| Data |
########################################

//! Rotating file writer with size-based rotation and backup retention.
//!
//! Keeps trace files bounded: once the current file grows past its size limit
//! it is renamed with a UTC timestamp suffix and a fresh file is started. Only
//! the newest backups are retained.

use chrono::Utc;
use std::fs::{self, File, OpenOptions};
use std::io::{self, Write};
use std::path::{Path, PathBuf};
use std::sync::Mutex;

/// Default size before rotation (10 MB).
const MAX_FILE_SIZE_BYTES: u64 = 10 * 1024 * 1024;

/// Default number of backups retained after rotation.
const MAX_BACKUP_FILES: usize = 3;

/// Thread-safe, line-oriented rotating file writer.
///
/// The file is opened lazily on the first write, so construction never fails.
/// Backups are named `<file name>.<YYYYmmddTHHMMSS.fffZ>`.
pub struct FileWriter {
    file_path: PathBuf,
    max_bytes: u64,
    max_backups: usize,
    writer: Mutex<Option<File>>,
}

impl FileWriter {
    /// Creates a writer with the default limits.
    pub const fn new(file_path: PathBuf) -> Self {
        Self::with_limits(file_path, MAX_FILE_SIZE_BYTES, MAX_BACKUP_FILES)
    }

    /// Creates a writer that rotates past `max_bytes` and keeps `max_backups`.
    pub const fn with_limits(file_path: PathBuf, max_bytes: u64, max_backups: usize) -> Self {
        Self {
            file_path,
            max_bytes,
            max_backups,
            writer: Mutex::new(None),
        }
    }

    /// Appends `line` plus a newline, rotating first if the file is too large.
    ///
    /// # Errors
    ///
    /// Fails on rotation, open, write, or flush errors, and if the internal
    /// mutex was poisoned.
    pub fn write_line(&self, line: &str) -> io::Result<()> {
        let mut writer = self
            .writer
            .lock()
            .map_err(|e| io::Error::other(format!("mutex poisoned: {e}")))?;

        self.check_and_rotate(&mut writer)?;

        if writer.is_none() {
            let file = OpenOptions::new()
                .create(true)
                .append(true)
                .open(&self.file_path)?;
            *writer = Some(file);
        }

        let file = writer
            .as_mut()
            .ok_or_else(|| io::Error::other("no trace file available"))?;

        writeln!(file, "{line}")?;
        file.flush()
    }

    fn check_and_rotate(&self, writer: &mut Option<File>) -> io::Result<()> {
        if let Ok(metadata) = fs::metadata(&self.file_path) {
            if metadata.len() > self.max_bytes {
                *writer = None;
                self.rotate_files()?;
            }
        }
        Ok(())
    }

    fn rotate_files(&self) -> io::Result<()> {
        let timestamp = Utc::now().format("%Y%m%dT%H%M%S%.3fZ");
        let backup_path = backup_path(&self.file_path, &timestamp.to_string());

        if self.file_path.exists() {
            fs::rename(&self.file_path, &backup_path)?;
        }

        self.cleanup_old_backups()
    }

    /// Deletes backups beyond the retention limit, oldest first.
    ///
    /// Timestamp suffixes sort chronologically, so names alone decide age.
    fn cleanup_old_backups(&self) -> io::Result<()> {
        let parent_dir = match self.file_path.parent() {
            Some(dir) if !dir.as_os_str().is_empty() => dir,
            _ => Path::new("."),
        };
        let Some(file_name) = self.file_path.file_name().and_then(|s| s.to_str()) else {
            return Err(io::Error::other("invalid trace file name"));
        };
        let prefix = format!("{file_name}.");

        let mut backups: Vec<PathBuf> = fs::read_dir(parent_dir)?
            .filter_map(std::result::Result::ok)
            .map(|entry| entry.path())
            .filter(|path| {
                path.file_name()
                    .and_then(|name| name.to_str())
                    .is_some_and(|name| name.starts_with(&prefix))
            })
            .collect();

        backups.sort_unstable_by(|a, b| b.cmp(a));

        for old_backup in backups.iter().skip(self.max_backups) {
            let _ = fs::remove_file(old_backup);
        }

        Ok(())
    }
}

fn backup_path(file_path: &Path, timestamp: &str) -> PathBuf {
    let mut name = file_path.as_os_str().to_owned();
    name.push(".");
    name.push(timestamp);
    PathBuf::from(name)
}

impl std::fmt::Debug for FileWriter {
    fn fmt(&self, f: &mut std::fmt::Formatter<'_>) -> std::fmt::Result {
        f.debug_struct("FileWriter")
            .field("file_path", &self.file_path)
            .field("max_bytes", &self.max_bytes)
            .field("max_backups", &self.max_backups)
            .finish_non_exhaustive()
    }
}

#[cfg(test)]
mod tests {
    use super::*;

    fn backups(dir: &Path) -> Vec<String> {
        let mut names: Vec<String> = fs::read_dir(dir)
            .unwrap()
            .filter_map(|e| e.ok())
            .map(|e| e.file_name().to_string_lossy().into_owned())
            .filter(|name| name.starts_with("trace.json."))
            .collect();
        names.sort();
        names
    }

    #[test]
    fn test_appends_lines() {
        let dir = tempfile::tempdir().unwrap();
        let path = dir.path().join("trace.json");
        let writer = FileWriter::new(path.clone());

        writer.write_line("{\"a\":1}").unwrap();
        writer.write_line("{\"b\":2}").unwrap();

        assert_eq!(fs::read_to_string(path).unwrap(), "{\"a\":1}\n{\"b\":2}\n");
    }

    #[test]
    fn test_rotates_past_limit() {
        let dir = tempfile::tempdir().unwrap();
        let path = dir.path().join("trace.json");
        let writer = FileWriter::with_limits(path.clone(), 8, 3);

        writer.write_line("0123456789").unwrap();
        writer.write_line("next").unwrap();

        assert_eq!(fs::read_to_string(&path).unwrap(), "next\n");
        let rotated = backups(dir.path());
        assert_eq!(rotated.len(), 1);
        assert_eq!(
            fs::read_to_string(dir.path().join(&rotated[0])).unwrap(),
            "0123456789\n"
        );
    }

    #[test]
    fn test_cleanup_keeps_newest_backups() {
        let dir = tempfile::tempdir().unwrap();
        let path = dir.path().join("trace.json");
        for stamp in ["20240101T000000.000Z", "20240102T000000.000Z", "20240103T000000.000Z"] {
            fs::write(backup_path(&path, stamp), "old\n").unwrap();
        }

        let writer = FileWriter::with_limits(path, 1024, 2);
        writer.cleanup_old_backups().unwrap();

        assert_eq!(
            backups(dir.path()),
            vec![
                "trace.json.20240102T000000.000Z".to_string(),
                "trace.json.20240103T000000.000Z".to_string(),
            ]
        );
    }
}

########################################

| Problem |
Show each line from the material above where the string "other" can be found.

| Reply to the task |
            .map_err(|e| io::Error::other(format!("mutex poisoned: {e}")))?;
            .ok_or_else(|| io::Error::other("no trace file available"))?;
            return Err(io::Error::other("invalid trace file name"));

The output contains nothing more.